• WORK TO COMPLETE: Identify all lines of the data containing the string "already" and copy them.
START DATA FOR PROCESSING
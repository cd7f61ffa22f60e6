//! Per-link crawl pipeline
//!
//! One pipeline run takes a URL through fetch, extraction, classification,
//! frontier update, and persistence. No failure propagates out of a run:
//! every error is terminal for that link only, and persistence is always
//! attempted.

use crate::config::Config;
use crate::crawler::fetcher::{fetch_page, FetchOutcome};
use crate::extract::extract_links;
use crate::frontier::Frontier;
use crate::policy::{classify, LinkClass};
use crate::store;
use reqwest::Client;
use std::path::Path;
use std::sync::{Arc, Mutex};
use url::Url;

/// Shared state each worker needs to run the pipeline
pub struct CrawlContext {
    pub config: Arc<Config>,
    pub client: Client,
    pub frontier: Arc<Frontier>,
    /// Serializes file writes so concurrent runs never interleave lines
    store_lock: Mutex<()>,
}

impl CrawlContext {
    pub fn new(config: Arc<Config>, client: Client, frontier: Arc<Frontier>) -> Self {
        Self {
            config,
            client,
            frontier,
            store_lock: Mutex::new(()),
        }
    }
}

/// Runs the crawl pipeline for one URL
///
/// 1. Skip if the URL has already completed a fetch attempt.
/// 2. Fetch; a non-HTML response or a failed request yields no links and no
///    timing record.
/// 3. Classify every extracted link, partitioning into crawl candidates and
///    tally subjects.
/// 4. Update the frontier: mark crawled, tally, enqueue.
/// 5. Persist the queued set (and tally) unconditionally, and append the
///    timing record on HTML success.
pub async fn crawl_page(ctx: &CrawlContext, url: &str) {
    // Guards against a URL dequeued twice across refill cycles
    if ctx.frontier.is_crawled(url) {
        tracing::debug!("Skipping already-crawled {}", url);
        return;
    }

    let outcome = fetch_page(&ctx.client, url).await;
    let elapsed_ms = outcome.elapsed_ms();

    let links = match &outcome {
        FetchOutcome::Html { body, .. } => match Url::parse(url) {
            Ok(base) => extract_links(body, &base),
            Err(e) => {
                tracing::warn!("Cannot parse {} as a base URL: {}", url, e);
                Default::default()
            }
        },
        FetchOutcome::NotHtml { content_type } => {
            tracing::debug!("{} is not HTML ({}), nothing to extract", url, content_type);
            Default::default()
        }
        FetchOutcome::Failed { error } => {
            tracing::warn!("Unable to retrieve {}: {}", url, error);
            Default::default()
        }
    };

    let mut candidates = Vec::new();
    let mut tally_subjects = Vec::new();
    for link in links {
        match classify(&link, &ctx.config.policy) {
            LinkClass::CrawlCandidate => candidates.push(link),
            LinkClass::TallySubject => tally_subjects.push(link),
            LinkClass::Rejected => {}
        }
    }

    tracing::debug!(
        "{}: {} candidates, {} tally subjects",
        url,
        candidates.len(),
        tally_subjects.len()
    );

    ctx.frontier.mark_crawled(url);
    ctx.frontier
        .record_tally(tally_subjects.iter().map(String::as_str));
    ctx.frontier.enqueue_candidates(candidates);

    persist(ctx, url, elapsed_ms);
}

/// Mirrors the frontier to disk after a pipeline run
///
/// Write errors are logged and swallowed; the in-memory frontier stays
/// authoritative for the cycle even when the on-disk mirror lags.
fn persist(ctx: &CrawlContext, url: &str, elapsed_ms: Option<u64>) {
    let _guard = ctx.store_lock.lock().unwrap();

    let queued = ctx.frontier.queued_snapshot();
    let queued_path = Path::new(&ctx.config.output.queued_path);
    if let Err(e) = store::save_set(&queued, queued_path) {
        tracing::warn!("Failed to write queued file: {}", e);
    }

    if let Some(tally_path) = &ctx.config.output.tally_path {
        let tally = ctx.frontier.tally_snapshot();
        if let Err(e) = store::save_ranked_tally(&tally, Path::new(tally_path)) {
            tracing::warn!("Failed to write tally file: {}", e);
        }
    }

    if let Some(ms) = elapsed_ms {
        let record = store::timing_record(url, ms);
        let crawled_path = Path::new(&ctx.config.output.crawled_path);
        if let Err(e) = store::append_line(&record, crawled_path) {
            tracing::warn!("Failed to append crawled record: {}", e);
        }
    }
}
END DATA FOR PROCESSING
• ANSWER AREA:
/// 1. Skip if the URL has already completed a fetch attempt.
        tracing::debug!("Skipping already-crawled {}", url);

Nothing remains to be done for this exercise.